→ **HOW TO COMPLETE THIS TASK**
Below is a block of entries; repeat exactly the lines starting at the line that contains "pub struct MembersQuery" and ending at the line that contains "-> Result<Json<Vec<Member>>, Error>", both included.

[Saved entries]

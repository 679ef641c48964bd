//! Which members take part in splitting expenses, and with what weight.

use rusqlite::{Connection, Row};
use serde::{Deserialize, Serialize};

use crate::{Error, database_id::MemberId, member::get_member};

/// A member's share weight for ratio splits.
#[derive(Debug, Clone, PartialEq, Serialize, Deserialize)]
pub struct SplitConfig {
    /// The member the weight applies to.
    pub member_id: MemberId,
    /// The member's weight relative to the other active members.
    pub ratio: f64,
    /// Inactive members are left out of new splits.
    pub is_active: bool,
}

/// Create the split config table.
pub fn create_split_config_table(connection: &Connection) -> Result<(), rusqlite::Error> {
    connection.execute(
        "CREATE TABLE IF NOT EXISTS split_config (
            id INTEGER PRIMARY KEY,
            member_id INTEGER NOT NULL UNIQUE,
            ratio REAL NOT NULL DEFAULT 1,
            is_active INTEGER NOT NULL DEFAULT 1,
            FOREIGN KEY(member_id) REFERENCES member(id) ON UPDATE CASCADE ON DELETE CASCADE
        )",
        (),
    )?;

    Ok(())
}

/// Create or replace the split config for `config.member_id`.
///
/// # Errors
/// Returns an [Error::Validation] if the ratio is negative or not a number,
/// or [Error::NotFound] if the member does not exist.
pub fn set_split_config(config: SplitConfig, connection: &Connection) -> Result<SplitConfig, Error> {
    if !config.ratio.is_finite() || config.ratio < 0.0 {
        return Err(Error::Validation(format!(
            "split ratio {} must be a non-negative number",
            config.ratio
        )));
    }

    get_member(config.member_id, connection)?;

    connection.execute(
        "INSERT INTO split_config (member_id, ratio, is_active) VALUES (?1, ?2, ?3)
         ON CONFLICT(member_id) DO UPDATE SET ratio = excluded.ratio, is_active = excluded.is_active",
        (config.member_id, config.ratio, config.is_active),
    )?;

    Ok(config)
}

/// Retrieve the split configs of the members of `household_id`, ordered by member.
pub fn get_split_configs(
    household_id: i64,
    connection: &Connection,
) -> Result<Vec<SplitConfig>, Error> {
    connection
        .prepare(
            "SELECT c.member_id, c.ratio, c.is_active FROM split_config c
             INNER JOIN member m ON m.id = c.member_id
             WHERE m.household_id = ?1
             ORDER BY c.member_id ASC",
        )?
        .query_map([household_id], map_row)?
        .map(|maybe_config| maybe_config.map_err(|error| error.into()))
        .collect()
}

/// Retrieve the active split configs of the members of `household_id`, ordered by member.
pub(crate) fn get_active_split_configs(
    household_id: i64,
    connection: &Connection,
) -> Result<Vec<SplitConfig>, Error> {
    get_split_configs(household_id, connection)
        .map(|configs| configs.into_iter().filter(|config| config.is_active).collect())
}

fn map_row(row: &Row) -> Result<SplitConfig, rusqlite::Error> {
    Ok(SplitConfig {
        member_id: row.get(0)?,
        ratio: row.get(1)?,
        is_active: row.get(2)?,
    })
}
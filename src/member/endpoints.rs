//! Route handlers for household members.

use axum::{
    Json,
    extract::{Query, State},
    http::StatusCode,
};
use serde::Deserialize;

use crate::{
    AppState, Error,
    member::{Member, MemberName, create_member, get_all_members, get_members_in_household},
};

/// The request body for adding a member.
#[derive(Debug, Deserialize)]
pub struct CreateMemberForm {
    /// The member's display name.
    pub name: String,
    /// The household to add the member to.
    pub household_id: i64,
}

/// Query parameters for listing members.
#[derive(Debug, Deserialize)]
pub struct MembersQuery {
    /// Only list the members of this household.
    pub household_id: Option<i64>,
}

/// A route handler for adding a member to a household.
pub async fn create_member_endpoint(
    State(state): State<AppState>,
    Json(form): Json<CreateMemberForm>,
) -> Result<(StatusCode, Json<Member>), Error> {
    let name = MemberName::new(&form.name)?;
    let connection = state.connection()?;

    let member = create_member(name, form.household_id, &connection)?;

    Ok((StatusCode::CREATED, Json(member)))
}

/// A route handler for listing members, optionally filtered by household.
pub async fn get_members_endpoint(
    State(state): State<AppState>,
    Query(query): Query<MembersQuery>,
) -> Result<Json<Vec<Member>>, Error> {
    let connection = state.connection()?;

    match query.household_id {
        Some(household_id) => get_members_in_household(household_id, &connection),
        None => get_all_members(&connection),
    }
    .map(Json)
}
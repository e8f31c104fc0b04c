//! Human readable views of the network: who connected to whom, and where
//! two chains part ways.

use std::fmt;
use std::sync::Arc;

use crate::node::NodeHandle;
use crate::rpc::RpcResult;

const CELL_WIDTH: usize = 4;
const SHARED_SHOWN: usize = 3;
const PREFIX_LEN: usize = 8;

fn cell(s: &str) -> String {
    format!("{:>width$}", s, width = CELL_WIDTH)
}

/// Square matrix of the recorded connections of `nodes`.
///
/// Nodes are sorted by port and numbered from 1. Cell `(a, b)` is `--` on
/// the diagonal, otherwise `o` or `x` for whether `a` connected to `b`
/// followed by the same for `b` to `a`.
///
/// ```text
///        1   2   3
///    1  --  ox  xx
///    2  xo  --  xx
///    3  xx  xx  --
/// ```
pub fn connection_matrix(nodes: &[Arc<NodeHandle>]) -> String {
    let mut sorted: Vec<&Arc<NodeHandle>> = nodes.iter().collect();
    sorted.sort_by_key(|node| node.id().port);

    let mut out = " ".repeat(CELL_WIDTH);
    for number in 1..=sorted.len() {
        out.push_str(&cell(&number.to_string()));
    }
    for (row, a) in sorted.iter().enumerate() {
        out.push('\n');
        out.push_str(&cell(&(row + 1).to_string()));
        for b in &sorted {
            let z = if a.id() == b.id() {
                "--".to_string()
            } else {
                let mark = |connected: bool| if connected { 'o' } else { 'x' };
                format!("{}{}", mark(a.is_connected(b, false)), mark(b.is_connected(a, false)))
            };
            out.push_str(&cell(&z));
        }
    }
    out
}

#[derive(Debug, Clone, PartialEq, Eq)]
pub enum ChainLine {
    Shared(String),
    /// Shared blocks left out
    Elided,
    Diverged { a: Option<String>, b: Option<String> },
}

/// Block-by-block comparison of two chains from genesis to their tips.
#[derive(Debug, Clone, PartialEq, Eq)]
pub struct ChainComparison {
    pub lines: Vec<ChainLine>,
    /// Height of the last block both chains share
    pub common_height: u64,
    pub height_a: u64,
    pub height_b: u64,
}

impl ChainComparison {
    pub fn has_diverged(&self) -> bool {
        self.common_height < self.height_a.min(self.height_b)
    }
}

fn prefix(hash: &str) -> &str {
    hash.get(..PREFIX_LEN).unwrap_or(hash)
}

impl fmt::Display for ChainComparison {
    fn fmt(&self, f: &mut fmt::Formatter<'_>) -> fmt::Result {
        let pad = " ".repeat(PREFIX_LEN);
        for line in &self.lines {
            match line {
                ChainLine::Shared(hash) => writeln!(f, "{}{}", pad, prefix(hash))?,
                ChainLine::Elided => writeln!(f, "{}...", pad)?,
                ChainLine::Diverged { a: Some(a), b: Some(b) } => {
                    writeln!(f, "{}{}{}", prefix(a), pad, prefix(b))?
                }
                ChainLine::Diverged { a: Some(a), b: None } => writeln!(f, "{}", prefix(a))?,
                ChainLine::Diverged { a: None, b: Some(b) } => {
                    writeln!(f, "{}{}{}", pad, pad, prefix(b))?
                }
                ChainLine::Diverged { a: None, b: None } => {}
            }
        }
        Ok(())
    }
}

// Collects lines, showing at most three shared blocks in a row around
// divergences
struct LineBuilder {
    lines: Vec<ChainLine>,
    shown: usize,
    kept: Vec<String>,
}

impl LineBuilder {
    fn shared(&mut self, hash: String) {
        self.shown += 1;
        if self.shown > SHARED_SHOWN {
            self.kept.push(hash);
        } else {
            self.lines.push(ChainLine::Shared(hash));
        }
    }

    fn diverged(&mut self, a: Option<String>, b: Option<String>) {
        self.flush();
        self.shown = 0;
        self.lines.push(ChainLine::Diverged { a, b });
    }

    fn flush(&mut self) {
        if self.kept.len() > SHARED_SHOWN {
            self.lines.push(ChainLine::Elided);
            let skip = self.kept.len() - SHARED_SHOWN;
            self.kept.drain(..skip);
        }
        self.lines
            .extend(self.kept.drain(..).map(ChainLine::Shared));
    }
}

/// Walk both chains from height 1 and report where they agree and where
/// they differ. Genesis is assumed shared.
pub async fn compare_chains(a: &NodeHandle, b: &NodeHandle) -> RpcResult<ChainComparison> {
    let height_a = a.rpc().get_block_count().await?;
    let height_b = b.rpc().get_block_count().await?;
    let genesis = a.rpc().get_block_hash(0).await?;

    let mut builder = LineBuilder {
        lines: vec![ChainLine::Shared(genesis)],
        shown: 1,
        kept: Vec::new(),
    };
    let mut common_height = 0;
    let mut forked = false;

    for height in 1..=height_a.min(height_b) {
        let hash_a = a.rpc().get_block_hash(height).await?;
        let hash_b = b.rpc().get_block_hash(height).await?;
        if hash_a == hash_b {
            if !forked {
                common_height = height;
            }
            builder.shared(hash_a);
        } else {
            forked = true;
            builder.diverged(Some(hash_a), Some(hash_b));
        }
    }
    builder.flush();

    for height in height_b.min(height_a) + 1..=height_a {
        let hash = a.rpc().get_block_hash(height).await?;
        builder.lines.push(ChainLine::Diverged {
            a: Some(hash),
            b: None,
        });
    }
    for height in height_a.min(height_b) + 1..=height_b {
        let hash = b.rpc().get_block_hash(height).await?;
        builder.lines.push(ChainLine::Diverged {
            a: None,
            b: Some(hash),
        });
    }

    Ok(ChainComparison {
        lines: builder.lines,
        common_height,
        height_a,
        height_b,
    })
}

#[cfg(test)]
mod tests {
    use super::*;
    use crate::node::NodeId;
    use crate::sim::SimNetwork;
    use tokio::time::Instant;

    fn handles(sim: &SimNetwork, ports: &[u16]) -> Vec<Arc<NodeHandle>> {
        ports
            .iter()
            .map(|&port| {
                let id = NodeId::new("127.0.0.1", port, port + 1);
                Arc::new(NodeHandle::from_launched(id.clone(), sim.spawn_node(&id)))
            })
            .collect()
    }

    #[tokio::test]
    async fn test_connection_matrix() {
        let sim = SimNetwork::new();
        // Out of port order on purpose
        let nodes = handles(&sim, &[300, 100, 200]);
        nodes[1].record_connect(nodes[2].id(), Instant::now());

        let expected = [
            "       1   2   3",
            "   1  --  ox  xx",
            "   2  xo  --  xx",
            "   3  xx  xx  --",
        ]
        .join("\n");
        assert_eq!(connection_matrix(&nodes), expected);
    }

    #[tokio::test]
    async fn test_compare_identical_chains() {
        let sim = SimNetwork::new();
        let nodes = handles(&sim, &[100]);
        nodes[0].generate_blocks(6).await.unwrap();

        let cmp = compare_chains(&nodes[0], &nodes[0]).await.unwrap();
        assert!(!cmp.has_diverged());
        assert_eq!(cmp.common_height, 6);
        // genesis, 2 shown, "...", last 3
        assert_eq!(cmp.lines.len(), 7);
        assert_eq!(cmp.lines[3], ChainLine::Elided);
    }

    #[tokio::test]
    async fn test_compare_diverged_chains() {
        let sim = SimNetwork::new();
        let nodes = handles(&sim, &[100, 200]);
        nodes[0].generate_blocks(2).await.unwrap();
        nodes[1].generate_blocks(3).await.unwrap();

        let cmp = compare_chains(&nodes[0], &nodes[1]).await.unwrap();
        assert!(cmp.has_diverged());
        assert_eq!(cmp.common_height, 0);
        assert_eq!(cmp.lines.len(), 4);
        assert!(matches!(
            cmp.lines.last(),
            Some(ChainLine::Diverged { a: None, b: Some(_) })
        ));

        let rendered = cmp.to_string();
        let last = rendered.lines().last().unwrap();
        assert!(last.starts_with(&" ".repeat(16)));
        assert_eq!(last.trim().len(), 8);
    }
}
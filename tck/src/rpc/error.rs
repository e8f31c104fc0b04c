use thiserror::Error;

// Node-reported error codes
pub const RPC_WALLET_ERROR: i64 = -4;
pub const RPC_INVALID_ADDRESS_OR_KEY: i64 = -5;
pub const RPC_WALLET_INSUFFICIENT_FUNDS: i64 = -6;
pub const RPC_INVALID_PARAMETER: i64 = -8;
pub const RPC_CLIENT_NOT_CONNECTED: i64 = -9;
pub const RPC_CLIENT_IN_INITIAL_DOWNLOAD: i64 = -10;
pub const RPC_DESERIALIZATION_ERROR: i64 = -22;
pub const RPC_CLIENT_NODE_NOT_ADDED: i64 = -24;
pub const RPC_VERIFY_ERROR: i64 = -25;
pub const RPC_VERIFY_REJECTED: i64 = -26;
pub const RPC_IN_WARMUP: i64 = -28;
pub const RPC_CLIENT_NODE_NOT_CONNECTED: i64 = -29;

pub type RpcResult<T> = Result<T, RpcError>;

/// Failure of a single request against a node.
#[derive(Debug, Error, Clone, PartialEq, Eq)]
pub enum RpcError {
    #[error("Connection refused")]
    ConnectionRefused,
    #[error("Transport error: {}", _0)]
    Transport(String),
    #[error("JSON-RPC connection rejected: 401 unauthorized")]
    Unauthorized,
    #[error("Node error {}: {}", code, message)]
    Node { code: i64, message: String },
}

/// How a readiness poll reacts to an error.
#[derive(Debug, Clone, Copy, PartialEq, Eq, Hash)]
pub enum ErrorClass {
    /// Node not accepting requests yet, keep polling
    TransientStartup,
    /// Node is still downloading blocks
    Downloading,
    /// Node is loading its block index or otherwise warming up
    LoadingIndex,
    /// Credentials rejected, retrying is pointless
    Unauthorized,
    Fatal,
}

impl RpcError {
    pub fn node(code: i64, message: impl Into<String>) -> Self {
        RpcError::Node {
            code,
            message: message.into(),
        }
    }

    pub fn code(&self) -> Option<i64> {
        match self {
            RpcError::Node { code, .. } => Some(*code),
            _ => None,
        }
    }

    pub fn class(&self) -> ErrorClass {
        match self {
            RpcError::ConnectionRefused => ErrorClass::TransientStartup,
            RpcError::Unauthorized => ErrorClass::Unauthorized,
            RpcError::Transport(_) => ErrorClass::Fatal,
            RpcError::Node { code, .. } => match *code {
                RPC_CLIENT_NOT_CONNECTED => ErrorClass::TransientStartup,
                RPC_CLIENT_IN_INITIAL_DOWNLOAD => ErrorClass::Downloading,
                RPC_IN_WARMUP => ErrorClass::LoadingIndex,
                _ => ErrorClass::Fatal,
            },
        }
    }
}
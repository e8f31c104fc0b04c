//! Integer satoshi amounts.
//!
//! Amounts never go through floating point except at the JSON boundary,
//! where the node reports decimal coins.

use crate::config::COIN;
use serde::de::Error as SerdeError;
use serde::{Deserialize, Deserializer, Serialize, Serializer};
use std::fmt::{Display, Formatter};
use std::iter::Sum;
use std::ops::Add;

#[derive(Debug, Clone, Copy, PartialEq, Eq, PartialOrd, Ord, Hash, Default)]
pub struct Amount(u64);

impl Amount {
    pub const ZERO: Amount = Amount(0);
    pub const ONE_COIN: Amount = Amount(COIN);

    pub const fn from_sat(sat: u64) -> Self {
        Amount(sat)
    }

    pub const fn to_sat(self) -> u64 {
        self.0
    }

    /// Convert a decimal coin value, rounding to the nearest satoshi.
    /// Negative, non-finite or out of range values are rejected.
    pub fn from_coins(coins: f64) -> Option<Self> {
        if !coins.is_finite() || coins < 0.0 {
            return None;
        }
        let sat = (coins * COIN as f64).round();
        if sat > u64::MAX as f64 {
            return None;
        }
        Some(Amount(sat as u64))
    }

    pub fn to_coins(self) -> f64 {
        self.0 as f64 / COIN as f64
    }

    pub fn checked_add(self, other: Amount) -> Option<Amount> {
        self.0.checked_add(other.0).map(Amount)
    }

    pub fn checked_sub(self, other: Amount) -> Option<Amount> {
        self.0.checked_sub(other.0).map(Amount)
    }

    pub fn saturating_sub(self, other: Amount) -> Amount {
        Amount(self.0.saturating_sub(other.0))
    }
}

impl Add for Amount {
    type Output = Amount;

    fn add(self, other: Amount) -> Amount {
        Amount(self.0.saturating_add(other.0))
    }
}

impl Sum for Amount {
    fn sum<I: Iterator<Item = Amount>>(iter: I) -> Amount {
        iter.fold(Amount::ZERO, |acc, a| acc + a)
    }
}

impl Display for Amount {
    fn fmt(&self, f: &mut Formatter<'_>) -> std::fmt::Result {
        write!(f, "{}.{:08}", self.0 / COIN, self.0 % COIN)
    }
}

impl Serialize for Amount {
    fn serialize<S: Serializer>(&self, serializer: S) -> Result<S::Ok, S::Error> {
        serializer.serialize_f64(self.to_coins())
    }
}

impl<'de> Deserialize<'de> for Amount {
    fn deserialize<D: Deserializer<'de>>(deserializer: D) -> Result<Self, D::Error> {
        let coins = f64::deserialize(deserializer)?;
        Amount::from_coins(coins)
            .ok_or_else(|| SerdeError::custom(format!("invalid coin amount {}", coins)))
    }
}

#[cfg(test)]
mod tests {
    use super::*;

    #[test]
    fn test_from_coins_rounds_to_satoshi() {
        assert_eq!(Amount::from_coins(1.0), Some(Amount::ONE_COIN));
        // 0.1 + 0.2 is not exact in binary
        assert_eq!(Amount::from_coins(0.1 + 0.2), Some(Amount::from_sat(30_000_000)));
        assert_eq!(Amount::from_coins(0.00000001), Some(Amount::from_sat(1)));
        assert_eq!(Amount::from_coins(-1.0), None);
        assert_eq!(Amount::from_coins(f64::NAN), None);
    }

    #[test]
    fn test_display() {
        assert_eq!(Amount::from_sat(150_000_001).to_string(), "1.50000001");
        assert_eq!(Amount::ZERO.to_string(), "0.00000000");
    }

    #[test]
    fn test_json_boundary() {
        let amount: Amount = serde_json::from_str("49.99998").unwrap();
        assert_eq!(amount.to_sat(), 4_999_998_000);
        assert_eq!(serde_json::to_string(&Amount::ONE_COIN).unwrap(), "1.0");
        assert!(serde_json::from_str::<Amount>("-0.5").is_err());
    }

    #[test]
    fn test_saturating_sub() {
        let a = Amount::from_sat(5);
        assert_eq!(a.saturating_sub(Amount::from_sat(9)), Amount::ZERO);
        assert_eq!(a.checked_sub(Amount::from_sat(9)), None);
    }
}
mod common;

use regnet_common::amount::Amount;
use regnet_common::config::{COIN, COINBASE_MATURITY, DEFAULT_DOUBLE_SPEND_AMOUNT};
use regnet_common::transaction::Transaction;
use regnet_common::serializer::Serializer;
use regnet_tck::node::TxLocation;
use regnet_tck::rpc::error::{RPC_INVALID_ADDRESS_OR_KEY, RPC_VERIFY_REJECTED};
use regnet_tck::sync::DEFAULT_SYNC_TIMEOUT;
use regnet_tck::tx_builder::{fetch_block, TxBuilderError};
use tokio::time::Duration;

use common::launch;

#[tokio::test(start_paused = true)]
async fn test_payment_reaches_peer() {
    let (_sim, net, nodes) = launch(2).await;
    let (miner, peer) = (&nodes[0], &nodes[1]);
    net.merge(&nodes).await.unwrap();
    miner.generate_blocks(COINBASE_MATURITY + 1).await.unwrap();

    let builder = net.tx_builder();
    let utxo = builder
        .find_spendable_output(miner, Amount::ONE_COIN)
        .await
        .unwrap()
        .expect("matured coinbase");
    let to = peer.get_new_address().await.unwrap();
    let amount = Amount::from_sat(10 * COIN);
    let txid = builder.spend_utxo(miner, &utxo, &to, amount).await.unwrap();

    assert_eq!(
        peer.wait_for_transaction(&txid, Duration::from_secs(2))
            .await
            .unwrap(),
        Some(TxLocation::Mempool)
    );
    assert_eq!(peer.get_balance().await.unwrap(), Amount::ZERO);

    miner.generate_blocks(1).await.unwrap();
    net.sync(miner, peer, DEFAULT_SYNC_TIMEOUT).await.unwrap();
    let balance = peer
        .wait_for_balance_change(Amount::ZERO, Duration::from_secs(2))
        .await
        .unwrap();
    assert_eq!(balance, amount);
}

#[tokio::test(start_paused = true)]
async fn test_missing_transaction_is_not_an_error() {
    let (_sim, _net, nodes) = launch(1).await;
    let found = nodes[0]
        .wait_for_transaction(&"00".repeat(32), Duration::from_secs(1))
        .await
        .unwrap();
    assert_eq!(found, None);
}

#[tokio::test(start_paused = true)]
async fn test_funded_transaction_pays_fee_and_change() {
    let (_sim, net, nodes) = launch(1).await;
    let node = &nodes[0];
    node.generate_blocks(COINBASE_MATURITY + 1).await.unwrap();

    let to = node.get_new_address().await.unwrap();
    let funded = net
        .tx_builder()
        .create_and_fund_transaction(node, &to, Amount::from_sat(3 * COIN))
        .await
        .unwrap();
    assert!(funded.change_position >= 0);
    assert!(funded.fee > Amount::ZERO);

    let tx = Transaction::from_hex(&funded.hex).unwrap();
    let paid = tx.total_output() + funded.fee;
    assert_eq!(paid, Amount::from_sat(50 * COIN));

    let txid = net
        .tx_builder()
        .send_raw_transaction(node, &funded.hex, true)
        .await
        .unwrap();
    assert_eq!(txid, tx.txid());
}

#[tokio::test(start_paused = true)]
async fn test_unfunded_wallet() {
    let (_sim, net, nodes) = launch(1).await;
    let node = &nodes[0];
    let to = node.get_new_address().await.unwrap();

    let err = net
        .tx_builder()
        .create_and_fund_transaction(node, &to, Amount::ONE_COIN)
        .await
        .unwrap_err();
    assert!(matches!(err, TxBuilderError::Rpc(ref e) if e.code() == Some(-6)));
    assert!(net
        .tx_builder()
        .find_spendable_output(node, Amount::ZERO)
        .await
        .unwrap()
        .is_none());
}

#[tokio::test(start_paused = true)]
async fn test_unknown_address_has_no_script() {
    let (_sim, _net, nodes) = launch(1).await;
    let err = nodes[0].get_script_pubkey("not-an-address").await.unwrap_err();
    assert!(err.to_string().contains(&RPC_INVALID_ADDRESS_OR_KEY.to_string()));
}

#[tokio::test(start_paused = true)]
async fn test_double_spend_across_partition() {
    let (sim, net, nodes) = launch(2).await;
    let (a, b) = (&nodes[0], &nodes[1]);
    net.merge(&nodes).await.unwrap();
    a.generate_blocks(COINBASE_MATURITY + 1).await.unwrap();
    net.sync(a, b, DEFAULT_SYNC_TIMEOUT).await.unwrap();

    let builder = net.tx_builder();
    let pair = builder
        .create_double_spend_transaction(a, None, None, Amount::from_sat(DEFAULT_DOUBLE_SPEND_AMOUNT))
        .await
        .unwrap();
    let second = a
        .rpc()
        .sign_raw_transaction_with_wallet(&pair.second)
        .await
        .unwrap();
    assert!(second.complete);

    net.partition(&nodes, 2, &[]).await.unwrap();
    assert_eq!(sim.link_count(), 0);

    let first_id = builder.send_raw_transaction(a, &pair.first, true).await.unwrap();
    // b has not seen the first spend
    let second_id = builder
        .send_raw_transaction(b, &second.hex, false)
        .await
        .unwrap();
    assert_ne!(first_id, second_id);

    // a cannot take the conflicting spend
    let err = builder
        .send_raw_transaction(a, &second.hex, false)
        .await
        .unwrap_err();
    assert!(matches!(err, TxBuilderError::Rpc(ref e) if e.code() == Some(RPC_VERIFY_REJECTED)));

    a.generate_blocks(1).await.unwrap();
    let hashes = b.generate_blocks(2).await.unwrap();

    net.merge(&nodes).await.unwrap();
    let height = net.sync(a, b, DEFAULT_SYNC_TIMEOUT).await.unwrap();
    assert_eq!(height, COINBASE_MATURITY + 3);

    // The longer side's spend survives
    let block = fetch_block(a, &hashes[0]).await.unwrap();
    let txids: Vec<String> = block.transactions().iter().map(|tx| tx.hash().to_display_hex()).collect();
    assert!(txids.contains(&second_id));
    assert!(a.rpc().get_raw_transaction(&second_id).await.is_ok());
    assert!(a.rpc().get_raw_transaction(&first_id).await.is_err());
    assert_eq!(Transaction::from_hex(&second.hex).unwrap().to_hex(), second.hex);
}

→ **RESPONSE AREA**
pub struct MembersQuery {
    /// Only list the members of this household.
    pub household_id: Option<i64>,
}

/// A route handler for adding a member to a household.
pub async fn create_member_endpoint(
    State(state): State<AppState>,
    Json(form): Json<CreateMemberForm>,
) -> Result<(StatusCode, Json<Member>), Error> {
    let name = MemberName::new(&form.name)?;
    let connection = state.connection()?;

    let member = create_member(name, form.household_id, &connection)?;

    Ok((StatusCode::CREATED, Json(member)))
}

/// A route handler for listing members, optionally filtered by household.
pub async fn get_members_endpoint(
    State(state): State<AppState>,
    Query(query): Query<MembersQuery>,
) -> Result<Json<Vec<Member>>, Error> {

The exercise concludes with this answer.